Providing data for OED_Greg's aggregation

zooniverse / shakespeares_world

Full text transcription project for the Folger Shakespeare Library

https://www.shakespearesworld.org

Other

8 stars 5 forks source link

Providing data for OED_Greg's aggregation #196

Closed VVH closed 8 years ago

VVH commented 8 years ago

@ggdhines will run a separate post-processing step on SW data to identify new words and variants in the data submitted by users and then provide a csv to James M at OED in the following structure:

A. The wordform found B. Date C. Author D. Title E. Catalogue record number F. Image record URL

James asks: How feasible would it be possible to supply the context in which the wordform is found – say, the sentence in which it occurs, or even better, a given number of characters to the left and right?

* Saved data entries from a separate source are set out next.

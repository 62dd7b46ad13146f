//! UI/backend events and error modeling for desktop GUI controller.

use shared::error::ChatError;

#[derive(Debug)]
pub enum UiEvent {
    Info(String),
    ReplyReceived(String),
    RequestFailed(ChatError),
    Error(UiError),
}

#[derive(Debug, Clone, Copy, PartialEq, Eq)]
pub enum UiErrorCategory {
    Transport,
    Validation,
    Unknown,
}

#[derive(Debug, Clone, Copy, PartialEq, Eq)]
pub enum UiErrorContext {
    BackendStartup,
    SendMessage,
}

pub fn err_label(category: UiErrorCategory) -> &'static str {
    match category {
        UiErrorCategory::Transport => "Connection",
        UiErrorCategory::Validation => "Input",
        UiErrorCategory::Unknown => "Error",
    }
}

#[derive(Debug, Clone)]
pub struct UiError {
    category: UiErrorCategory,
    context: UiErrorContext,
    message: String,
}

impl UiError {
    pub fn from_message(context: UiErrorContext, message: impl Into<String>) -> Self {
        let message = message.into();
        let message_lower = message.to_ascii_lowercase();
        let category = if message_lower.contains("invalid")
            || message_lower.contains("missing")
            || message_lower.contains("malformed")
        {
            UiErrorCategory::Validation
        } else if message_lower.contains("timeout")
            || message_lower.contains("connection")
            || message_lower.contains("network")
            || message_lower.contains("transport")
            || message_lower.contains("unavailable")
            || message_lower.contains("disconnect")
            || message_lower.contains("http error")
        {
            UiErrorCategory::Transport
        } else {
            UiErrorCategory::Unknown
        };

        Self {
            category,
            context,
            message,
        }
    }

    pub fn category(&self) -> UiErrorCategory {
        self.category
    }

    pub fn context(&self) -> UiErrorContext {
        self.context
    }

    pub fn message(&self) -> &str {
        &self.message
    }

    /// One-line form for the status line under the quick actions.
    pub fn status_line(&self) -> String {
        format!("{}: {}", err_label(self.category), self.message)
    }
}
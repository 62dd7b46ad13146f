//! Runtime bridge between UI command queue and backend event intake.

use std::thread;

use client_core::{Responder, WebhookResponder};
use crossbeam_channel::{Receiver, Sender};

use crate::backend_bridge::commands::BackendCommand;
use crate::controller::events::{UiError, UiErrorContext, UiEvent};

pub fn launch(cmd_rx: Receiver<BackendCommand>, ui_tx: Sender<UiEvent>, webhook_url: String) {
    launch_with_responder(cmd_rx, ui_tx, move || WebhookResponder::new(webhook_url));
}

/// Spawns the backend thread. The responder is built on that thread, inside
/// the runtime, so its HTTP client binds to the right reactor.
pub fn launch_with_responder<R, F>(
    cmd_rx: Receiver<BackendCommand>,
    ui_tx: Sender<UiEvent>,
    make_responder: F,
) -> thread::JoinHandle<()>
where
    R: Responder + 'static,
    F: FnOnce() -> R + Send + 'static,
{
    thread::spawn(move || {
        let _ = ui_tx.try_send(UiEvent::Info("Backend worker starting...".to_string()));
        let runtime = match tokio::runtime::Builder::new_multi_thread()
            .enable_all()
            .build()
        {
            Ok(runtime) => runtime,
            Err(err) => {
                let _ = ui_tx.try_send(UiEvent::Error(UiError::from_message(
                    UiErrorContext::BackendStartup,
                    format!("backend worker startup failure: failed to build runtime: {err}"),
                )));
                tracing::error!("failed to build backend runtime: {err}");
                return;
            }
        };

        runtime.block_on(async move {
            let responder = make_responder();
            let _ = ui_tx.try_send(UiEvent::Info("Backend worker ready".to_string()));

            while let Ok(cmd) = cmd_rx.recv() {
                match cmd {
                    BackendCommand::SendMessage { request } => {
                        tracing::info!(
                            text_len = request.message.len(),
                            history_len = request.history.len(),
                            "backend: send_message"
                        );
                        let event = match responder.respond(&request).await {
                            Ok(reply) => UiEvent::ReplyReceived(reply),
                            Err(err) => {
                                tracing::error!("backend: send_message failed: {err}");
                                UiEvent::RequestFailed(err)
                            }
                        };
                        // Blocking send: dropping a reply would leave the UI awaiting forever.
                        if ui_tx.send(event).is_err() {
                            tracing::warn!("ui event queue closed; stopping backend worker");
                            break;
                        }
                    }
                }
            }
            tracing::info!("backend worker stopped");
        });
    })
}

This would enable us to discount some of the noise by eye without having to visit the page image.

VVH: I think this is feasible

VVH commented 8 years ago

@ggdhines further to my emails of 8 and 15 Feb.

ggdhines-zz commented 8 years ago

Code just finished running - I haven't found any variants yet. Based on what @simoneduca has told me, the code in aggregation/engine/helper_functions.py line 161 should give us what we need. Then in aggregation/engine/folger.py line 480 - there is an assert statement that checks if any variants have been found. For production, I'll just have any variants emailed out. In answer to James' request - I think that's fine. We can reopen this when we find a variant.

ggdhines-zz commented 8 years ago

Realized that I wasn't looking for the variants in the right place. Corrected that - see above commit. Any spelling mistake will count as a variant so I am looking for lines where at least 2 people gave the same variant (this is still going to give a lot of false positives with names). Every line blob in the json result now has a field called "variants"